- ICH GCP
- US Clinical Trials Registry
- Clinical Trial NCT02495545
Cerebrospinal Fluid Drainage (CSFD) in Acute Spinal Cord Injury
November 25, 2019 updated by: St. Joseph's Hospital and Medical Center, Phoenix
A Multi-Center, Randomized, Controlled, Trial of Cerebrospinal Fluid Drainage (CSFD) in Acute Spinal Cord Injury
The purpose of this Phase IIB randomized controlled trial is to evaluate the safety and efficacy of CSFD and to provide a preliminary clinical efficacy evaluation of the combination of CSFD and elevation of mean arterial pressure (MAP) in patients with acute spinal cord injury (SCI).
The objectives of the trial are to evaluate (i) efficacy of reducing intrathecal pressure (ITP) by CSFD in patients with acute SCI; (ii) preliminary efficacy of combination of CSFD and elevation of MAP compared to elevation of MAP alone in improving neurologic motor outcomes in patients with acute SCI; and, (iii) safety of intensive CSFD in acute SCI patients.
Study Overview
Status
Completed
Conditions
Intervention / Treatment
Detailed Description
Acute spinal cord injury (SCI) affects 10,000-14,000 persons per year in the United States (Burke, Linden et al. 2001).
There are 150,000-300,000 persons living with significant disabilities from SCI at any given time (Bernhard, Gries et al. 2005).
The average age of incident cases of SCI is 47 years and about 78% of the cases are males (DeVivo and Chen 2011).
Estimates of the lifetime costs to care for someone with a SCI range from $325,000 to $1.35 million and the yearly cost to society reaches $8 billion (Sekhon and Fehlings 2001).
With better long term care technologies, these costs are expected to continue to rise.
Although there have been significant advances in accessibility for people with disabilities, the goal of medical science is to overcome the physiological barriers imposed by the injury itself and allow these individuals to regain their pre-injury level of neurological function (Rowland, Hawryluk et al. 2008).
The injury to the spinal cord occurs in two phases.
The first phase is the primary physical damage due to the impact energy of the compressive nature of the injury.
The damage can be very complex with shearing of the axons, destruction of the cell bodies and disruption of the microvasculature at the site of injury.

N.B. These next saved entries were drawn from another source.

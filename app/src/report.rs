// In app/src/report.rs

use api_client::RawFrame;
use core_types::{PriceTable, SignalTable};

const TIME_FORMAT: &str = "%Y-%m-%d %H:%M";

fn cell(value: Option<f64>) -> String {
    value.map_or_else(|| "NaN".to_string(), |v| format!("{v:.4}"))
}

/// Prints the first `rows` bars of a price table.
pub fn print_price_table(table: &PriceTable, rows: usize) {
    println!(
        "{:<17} {:>12} {:>12} {:>12} {:>12} {:>14}",
        "Date", "Open", "High", "Low", "Close", "Volume"
    );
    let at = |col: &Option<Vec<f64>>, i: usize| col.as_ref().and_then(|v| v.get(i).copied());
    for i in 0..rows.min(table.len()) {
        println!(
            "{:<17} {:>12} {:>12} {:>12} {:>12} {:>14}",
            table.index[i].format(TIME_FORMAT),
            cell(at(&table.open, i)),
            cell(at(&table.high, i)),
            cell(at(&table.low, i)),
            cell(table.close.get(i).copied()),
            at(&table.volume, i).map_or_else(|| "NaN".to_string(), |v| format!("{v:.0}")),
        );
    }
    println!("[{} rows]", table.len());

    let missing = table.missing_columns();
    if !missing.is_empty() {
        println!("Missing columns: {}", missing.join(", "));
    }
}

/// Prints the leading rows of an unnormalized frame.
pub fn print_raw_head(frame: &RawFrame, rows: usize) {
    let header: Vec<String> = frame.columns.iter().map(|c| format!("{:>12}", c.name())).collect();
    println!("{:<17} {}", "Date", header.join(" "));
    for i in 0..rows.min(frame.len()) {
        let values: Vec<String> = frame
            .columns
            .iter()
            .map(|c| format!("{:>12}", cell(c.values.get(i).copied().flatten())))
            .collect();
        println!("{:<17} {}", frame.index[i].format(TIME_FORMAT), values.join(" "));
    }
}

/// Prints the signal table, or only its crossover rows.
pub fn print_signals(signals: &SignalTable, crossovers_only: bool) {
    println!(
        "{:<17} {:>12} {:>12} {:>12} {:>7} {:>10}",
        "Date", "Price", "Short MA", "Long MA", "Signal", "Position"
    );
    for row in signals.iter().filter(|row| !crossovers_only || row.positions != 0.0) {
        let marker = match row.positions {
            p if p > 0.0 => "  BUY",
            p if p < 0.0 => "  SELL",
            _ => "",
        };
        println!(
            "{:<17} {:>12.4} {:>12.4} {:>12.4} {:>7.1} {:>10.1}{}",
            row.timestamp.format(TIME_FORMAT),
            row.price,
            row.short_mavg,
            row.long_mavg,
            row.signal,
            row.positions,
            marker
        );
    }

    if let Some(latest) = signals.latest() {
        let state = if latest.signal > 0.0 { "LONG" } else { "FLAT" };
        println!(
            "[{} rows, {} crossovers, currently {}]",
            signals.len(),
            signals.crossovers().count(),
            state
        );
    }
}
// In crates/api-client/src/types.rs

use reqwest::{Client, Url};
use serde::Deserialize;

/// The HTTP client for the Yahoo Finance chart endpoint.
#[derive(Debug, Clone)]
pub struct YahooClient {
    /// The persistent HTTP client.
    pub http_client: Client,
    /// Chart endpoint; the ticker is appended as the last path segment.
    pub base_url: Url,
}

/// Top-level chart payload.
#[derive(Debug, Deserialize)]
pub struct ChartResponse {
    pub chart: Chart,
}

#[derive(Debug, Deserialize)]
pub struct Chart {
    pub result: Option<Vec<ChartResult>>,
    pub error: Option<ChartError>,
}

/// Error object returned in place of `result` (e.g. for unknown tickers).
#[derive(Debug, Deserialize)]
pub struct ChartError {
    pub code: String,
    #[serde(default)]
    pub description: Option<String>,
}

#[derive(Debug, Deserialize)]
pub struct ChartResult {
    /// Bar open times in epoch seconds. Absent when the range holds no bars.
    #[serde(default)]
    pub timestamp: Option<Vec<i64>>,
    #[serde(default)]
    pub indicators: Indicators,
}

#[derive(Debug, Deserialize, Default)]
pub struct Indicators {
    #[serde(default)]
    pub quote: Vec<Quote>,
    #[serde(default)]
    pub adjclose: Option<Vec<AdjClose>>,
}

/// Parallel OHLCV arrays; any cell may be null.
#[derive(Debug, Deserialize, Default)]
pub struct Quote {
    #[serde(default)]
    pub open: Vec<Option<f64>>,
    #[serde(default)]
    pub high: Vec<Option<f64>>,
    #[serde(default)]
    pub low: Vec<Option<f64>>,
    #[serde(default)]
    pub close: Vec<Option<f64>>,
    #[serde(default)]
    pub volume: Vec<Option<f64>>,
}

#[derive(Debug, Deserialize, Default)]
pub struct AdjClose {
    #[serde(default)]
    pub adjclose: Vec<Option<f64>>,
}
// In crates/strategies/src/ma_crossover.rs

use crate::types::MACrossoverSettings;
use crate::{Error, Result, Strategy};
use core_types::{PriceTable, SignalRow, SignalTable};
use ta::Next;
use ta::indicators::SimpleMovingAverage as Sma;

/// Two simple moving averages over Close, long while the fast one is above.
#[derive(Debug, Clone)]
pub struct MACrossover {
    /// The configuration for this strategy instance.
    settings: MACrossoverSettings,
}

impl MACrossover {
    /// Creates a new `MACrossover` strategy instance from its settings.
    pub fn new(settings: MACrossoverSettings) -> Self {
        Self { settings }
    }

    pub fn settings(&self) -> &MACrossoverSettings {
        &self.settings
    }
}

impl Strategy for MACrossover {
    fn name(&self) -> &'static str {
        "MACrossover"
    }

    fn generate(&self, data: &PriceTable) -> Result<SignalTable> {
        momentum_trading_strategy(data, self.settings.short_window, self.settings.long_window)
    }
}

/// Builds the crossover signal table for `data`.
///
/// Histories shorter than `long_window` are returned unsmoothed with every
/// signal at zero. Otherwise both averages are running means that use every
/// bar seen so far until the window fills, the first `short_window` signals
/// are forced to zero, and `positions` is the bar-over-bar change of
/// `signal`.
pub fn momentum_trading_strategy(
    data: &PriceTable,
    short_window: usize,
    long_window: usize,
) -> Result<SignalTable> {
    // 1. Not enough history: the strategy abstains.
    if data.len() < long_window {
        tracing::debug!(
            rows = data.len(),
            long_window,
            "History shorter than the long window; emitting flat signals."
        );
        let rows = data
            .index
            .iter()
            .zip(&data.close)
            .map(|(&timestamp, &close)| SignalRow {
                timestamp,
                price: close,
                short_mavg: close,
                long_mavg: close,
                signal: 0.0,
                positions: 0.0,
            })
            .collect();
        return Ok(SignalTable { rows });
    }

    // 2. Initialize the indicators. `ta` rejects a zero period.
    let mut short_sma = Sma::new(short_window).map_err(|_| Error::InvalidWindow {
        name: "short",
        value: short_window,
    })?;
    let mut long_sma = Sma::new(long_window).map_err(|_| Error::InvalidWindow {
        name: "long",
        value: long_window,
    })?;

    // 3. Walk the closes once, deriving signal and position per bar.
    let mut rows = Vec::with_capacity(data.len());
    let mut previous_signal: Option<f64> = None;
    let mut previous_close: Option<f64> = None;
    let mut run_len = 0;

    for (i, (&timestamp, &close)) in data.index.iter().zip(&data.close).enumerate() {
        run_len = if previous_close == Some(close) { run_len + 1 } else { 1 };
        previous_close = Some(close);

        let short_samples = (i + 1).min(short_window);
        let long_samples = (i + 1).min(long_window);
        let short_mavg = settled_mean(short_sma.next(close), close, run_len, short_samples);
        let long_mavg = settled_mean(long_sma.next(close), close, run_len, long_samples);

        // The first `short_window` bars are warm-up regardless of the averages.
        let signal = if i >= short_window && short_mavg > long_mavg {
            1.0
        } else {
            0.0
        };
        let positions = previous_signal.map_or(0.0, |prev| signal - prev);
        previous_signal = Some(signal);

        rows.push(SignalRow {
            timestamp,
            price: close,
            short_mavg,
            long_mavg,
            signal,
            positions,
        });
    }

    Ok(SignalTable { rows })
}

/// `ta` keeps a running sum, so a window holding one repeated close can
/// drift off that close by a rounding error. Such a window averages to the
/// close exactly.
fn settled_mean(running: f64, close: f64, run_len: usize, samples: usize) -> f64 {
    if run_len >= samples { close } else { running }
}

#[cfg(test)]
mod tests {
    use super::*;
    use chrono::{Duration, TimeZone, Utc};

    fn table_from_closes(closes: &[f64]) -> PriceTable {
        let start = Utc.with_ymd_and_hms(2024, 3, 1, 0, 0, 0).unwrap();
        PriceTable {
            index: (0..closes.len())
                .map(|i| start + Duration::hours(i as i64))
                .collect(),
            close: closes.to_vec(),
            ..PriceTable::default()
        }
    }

    #[test]
    fn short_history_abstains() {
        let closes: Vec<f64> = (0..19).map(|i| 50.0 + (i as f64 * 0.7).sin()).collect();
        let signals = momentum_trading_strategy(&table_from_closes(&closes), 5, 20).unwrap();

        assert_eq!(signals.len(), 19);
        for (row, &close) in signals.iter().zip(&closes) {
            assert_eq!(row.price, close);
            assert_eq!(row.short_mavg, close);
            assert_eq!(row.long_mavg, close);
            assert_eq!(row.signal, 0.0);
            assert_eq!(row.positions, 0.0);
        }
    }

    #[test]
    fn empty_table_gives_empty_signals() {
        let signals = momentum_trading_strategy(&PriceTable::default(), 5, 20).unwrap();
        assert!(signals.is_empty());
    }

    #[test]
    fn rising_prices_enter_once_after_warm_up() {
        let closes: Vec<f64> = (0..30).map(|i| 100.0 + i as f64).collect();
        let signals = momentum_trading_strategy(&table_from_closes(&closes), 5, 20).unwrap();

        for row in signals.rows.iter().take(5) {
            assert_eq!(row.signal, 0.0);
        }
        for row in signals.rows.iter().skip(5) {
            assert!(row.short_mavg > row.long_mavg);
            assert_eq!(row.signal, 1.0);
        }

        let entries: Vec<usize> = signals
            .rows
            .iter()
            .enumerate()
            .filter(|(_, row)| row.positions == 1.0)
            .map(|(i, _)| i)
            .collect();
        assert_eq!(entries, vec![5]);
        assert_eq!(signals.crossovers().count(), 1);
    }

    #[test]
    fn moving_averages_use_partial_windows() {
        let closes: Vec<f64> = (1..=25).map(|i| i as f64).collect();
        let signals = momentum_trading_strategy(&table_from_closes(&closes), 5, 20).unwrap();

        assert_eq!(signals.rows[0].short_mavg, 1.0);
        assert_eq!(signals.rows[1].long_mavg, 1.5);
        assert_eq!(signals.rows[3].short_mavg, 2.5);
        // Full windows from here on.
        assert_eq!(signals.rows[9].short_mavg, 8.0);
        assert_eq!(signals.rows[24].long_mavg, 15.5);
    }

    #[test]
    fn positions_are_first_difference_of_signal() {
        let closes: Vec<f64> = (0..60)
            .map(|i| 100.0 + 10.0 * (i as f64 / 6.0).sin())
            .collect();
        let signals = momentum_trading_strategy(&table_from_closes(&closes), 5, 20).unwrap();

        assert_eq!(signals.rows[0].positions, 0.0);
        for pair in signals.rows.windows(2) {
            assert_eq!(pair[1].positions, pair[1].signal - pair[0].signal);
        }
        let total: f64 = signals.iter().map(|row| row.positions).sum();
        assert_eq!(total, signals.latest().unwrap().signal);
    }

    #[test]
    fn rise_then_fall_exits() {
        let mut closes: Vec<f64> = (0..30).map(|i| 100.0 + i as f64).collect();
        closes.extend((1..=30).map(|i| 129.0 - 2.0 * i as f64));
        let signals = momentum_trading_strategy(&table_from_closes(&closes), 5, 20).unwrap();

        let events: Vec<f64> = signals.crossovers().map(|row| row.positions).collect();
        assert_eq!(events.first(), Some(&1.0));
        assert!(events.contains(&-1.0));
        assert_eq!(signals.latest().unwrap().signal, 0.0);
    }

    #[test]
    fn flat_prices_tie_and_never_signal() {
        for value in [0.1, 0.3, 0.7, 1.1, 3.3, 7.77, 100.0] {
            let signals = momentum_trading_strategy(&table_from_closes(&[value; 40]), 5, 20).unwrap();

            for row in signals.iter() {
                assert_eq!(row.short_mavg, value);
                assert_eq!(row.long_mavg, value);
                assert_eq!(row.signal, 0.0, "flat {value} went long");
                assert_eq!(row.positions, 0.0);
            }
            assert_eq!(signals.crossovers().count(), 0);
        }
    }

    #[test]
    fn plateau_exits_once_the_long_window_is_flat() {
        let mut closes: Vec<f64> = (0..30).map(|i| 100.0 + i as f64).collect();
        closes.extend([130.0; 30]);
        let signals = momentum_trading_strategy(&table_from_closes(&closes), 5, 20).unwrap();

        // The short window is flat after five bars, the long one after twenty.
        assert_eq!(signals.rows[48].signal, 1.0);
        let exit = &signals.rows[49];
        assert_eq!(exit.short_mavg, exit.long_mavg);
        assert_eq!(exit.signal, 0.0);
        assert_eq!(exit.positions, -1.0);

        let events: Vec<f64> = signals.crossovers().map(|row| row.positions).collect();
        assert_eq!(events, vec![1.0, -1.0]);
        assert_eq!(signals.latest().unwrap().signal, 0.0);
    }

    #[test]
    fn zero_window_is_rejected() {
        let closes: Vec<f64> = (0..30).map(|i| i as f64).collect();
        let err = momentum_trading_strategy(&table_from_closes(&closes), 0, 20).unwrap_err();
        assert_eq!(err, Error::InvalidWindow { name: "short", value: 0 });
    }

    #[test]
    fn strategy_uses_its_settings() {
        let strategy = MACrossover::new(MACrossoverSettings { short_window: 2, long_window: 4 });
        let closes = [1.0, 2.0, 3.0, 4.0, 5.0];
        let signals = strategy.generate(&table_from_closes(&closes)).unwrap();
        assert_eq!(strategy.name(), "MACrossover");
        assert_eq!(
            signals.iter().map(|row| row.signal).collect::<Vec<_>>(),
            vec![0.0, 0.0, 1.0, 1.0, 1.0]
        );
    }
}
// In app/src/main.rs

use anyhow::Result;
use api_client::{
    DEFAULT_INTERVAL, DEFAULT_RATE_TIMEFRAME, MarketData, MarketDataProvider, Period,
    ProviderInterval, ProviderQuery, YahooClient,
};
use app_config::Settings;
use clap::{Parser, Subcommand};
use strategies::{MACrossover, MACrossoverSettings, Strategy};
use tracing_subscriber::prelude::*;

mod report;

// --- Command-Line Interface Definition ---

#[derive(Parser, Debug)]
#[command(author, version, about, long_about = "Price history, exchange rates and moving-average crossover signals.")]
struct Cli {
    #[command(subcommand)]
    command: Commands,
}

#[derive(Subcommand, Debug)]
enum Commands {
    /// Downloads and prints a normalized price table.
    Fetch {
        /// Ticker, bare crypto symbol or company name (e.g., "AAPL", "btc", "nvidia").
        symbol: String,

        /// History window: 1M, 3M, 6M, 1Y, 2Y or 5Y.
        #[arg(short, long)]
        timeframe: String,

        /// Bar size: minute, 5min, 15min, 30min, hour, day, week or month.
        #[arg(short, long, default_value = DEFAULT_INTERVAL)]
        interval: String,

        /// Number of leading rows to print.
        #[arg(long, default_value_t = 10)]
        rows: usize,

        /// Print the whole table as JSON instead.
        #[arg(long)]
        json: bool,
    },

    /// Prints the most recent High for a symbol.
    Rate {
        symbol: String,

        #[arg(short, long, default_value = DEFAULT_RATE_TIMEFRAME)]
        timeframe: String,

        #[arg(short, long, default_value = DEFAULT_INTERVAL)]
        interval: String,
    },

    /// Downloads prices and runs the moving-average crossover over them.
    Signals {
        symbol: String,

        #[arg(short, long)]
        timeframe: String,

        #[arg(short, long, default_value = DEFAULT_INTERVAL)]
        interval: String,

        /// Overrides `strategy.short_window` from the settings.
        #[arg(long)]
        short_window: Option<usize>,

        /// Overrides `strategy.long_window` from the settings.
        #[arg(long)]
        long_window: Option<usize>,

        /// Only print rows where the position changes.
        #[arg(long)]
        crossovers_only: bool,

        #[arg(long)]
        json: bool,
    },

    /// Checks the provider connection with a one-month daily NVDA download.
    Smoke,
}

// --- Main Application Entry Point ---

#[tokio::main]
async fn main() -> Result<()> {
    // Load environment variables from a .env file, if it exists.
    dotenvy::dotenv().ok();

    let settings = app_config::load_settings()?;
    init_tracing(&settings);

    // Parse command-line arguments.
    let cli = Cli::parse();

    let client = api_client::new(&settings.provider)?;
    tracing::info!(
        provider = client.name(),
        base_url = %client.base_url,
        "Provider client ready."
    );

    // Match on the parsed command and call the appropriate handler.
    match cli.command {
        Commands::Fetch { symbol, timeframe, interval, rows, json } => {
            let market = MarketData::new(client);
            handle_fetch(&market, &symbol, &timeframe, &interval, rows, json).await?;
        }
        Commands::Rate { symbol, timeframe, interval } => {
            let market = MarketData::new(client);
            let rate = market.fetch_exchange_rate(&symbol, &timeframe, &interval).await?;
            println!("{symbol}: {rate}");
        }
        Commands::Signals {
            symbol,
            timeframe,
            interval,
            short_window,
            long_window,
            crossovers_only,
            json,
        } => {
            let strategy_settings = MACrossoverSettings {
                short_window: short_window.unwrap_or(settings.strategy.short_window),
                long_window: long_window.unwrap_or(settings.strategy.long_window),
            };
            let market = MarketData::new(client);
            handle_signals(
                &market,
                strategy_settings,
                &symbol,
                &timeframe,
                &interval,
                crossovers_only,
                json,
            )
            .await?;
        }
        Commands::Smoke => {
            handle_smoke(&client).await;
        }
    }

    Ok(())
}

/// Installs the fmt subscriber at the configured level, keeping HTTP internals quiet.
fn init_tracing(settings: &Settings) {
    let level = settings
        .app
        .log_level
        .parse::<tracing::Level>()
        .unwrap_or(tracing::Level::INFO);

    let fmt_layer = tracing_subscriber::fmt::layer()
        .with_writer(std::io::stderr)
        .with_filter(tracing_subscriber::filter::Targets::new()
            .with_target("hyper_util", tracing::Level::WARN)
            .with_target("reqwest", tracing::Level::WARN)
            .with_default(level));
    tracing_subscriber::registry().with(fmt_layer).init();
}

// --- "Fetch" Subcommand Logic ---

async fn handle_fetch(
    market: &MarketData<YahooClient>,
    symbol: &str,
    timeframe: &str,
    interval: &str,
    rows: usize,
    json: bool,
) -> Result<()> {
    let table = market.fetch_stock_data(symbol, timeframe, interval).await?;

    if json {
        println!("{}", serde_json::to_string_pretty(&table)?);
    } else {
        report::print_price_table(&table, rows);
    }
    Ok(())
}

// --- "Signals" Subcommand Logic ---

async fn handle_signals(
    market: &MarketData<YahooClient>,
    settings: MACrossoverSettings,
    symbol: &str,
    timeframe: &str,
    interval: &str,
    crossovers_only: bool,
    json: bool,
) -> Result<()> {
    // --- 1. Load Data ---
    let table = market.fetch_stock_data(symbol, timeframe, interval).await?;
    tracing::info!(rows = table.len(), "Loaded price data.");

    // --- 2. Run the Strategy ---
    let strategy = MACrossover::new(settings);
    let signals = strategy.generate(&table)?;
    tracing::info!(
        strategy = strategy.name(),
        short_window = settings.short_window,
        long_window = settings.long_window,
        crossovers = signals.crossovers().count(),
        "Signals generated."
    );

    // --- 3. Print ---
    if json {
        let rows: Vec<_> = if crossovers_only {
            signals.crossovers().collect()
        } else {
            signals.iter().collect()
        };
        println!("{}", serde_json::to_string_pretty(&rows)?);
    } else {
        report::print_signals(&signals, crossovers_only);
    }
    Ok(())
}

// --- "Smoke" Subcommand Logic ---

/// Talks to the provider directly, bypassing resolution and normalization.
/// Problems are printed rather than returned.
async fn handle_smoke(client: &YahooClient) {
    let query = ProviderQuery {
        symbol: "NVDA".to_string(),
        period: Period::OneMonth,
        interval: ProviderInterval::OneDay,
    };
    println!("Testing {} download for {}...", client.name(), query.symbol);

    match client.download(&query).await {
        Ok(frame) if frame.is_empty() => println!("Error: Downloaded data is empty."),
        Ok(frame) => {
            println!("Success! Data shape: ({}, {})", frame.len(), frame.columns.len());
            report::print_raw_head(&frame, 5);
        }
        Err(e) => println!("Error: {} download failed: {e}", client.name()),
    }
}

The secondary phase of the injury begins soon after the primary injury has occurred and can be influenced by many factors such as hypoxia, hypotension, and the extent of the primary injury.
Spinal cord ischemia post-injury causes a significant increase in cell death and more significant neurological disability.
Limiting tissue hypoperfusion post-injury can decrease the amount of cell death and axonal damage.
Lumbar cerebrospinal fluid drainage (CSFD) together with increased mean arterial blood pressure (MAP) in the immediate post-injury period can reduce spinal cord tissue hypoperfusion.
By reducing spinal cord hypoperfusion through elevation of MAP, less cell death and axonal damage will occur, leading to an improvement in neurological function.
The feasibility of CSFD as a means for reducing the intrathecal pressure (ITP) in patients with acute SCI has been demonstrated in a small randomized controlled trial by Kwon et al (Kwon, Curt et al. 2009).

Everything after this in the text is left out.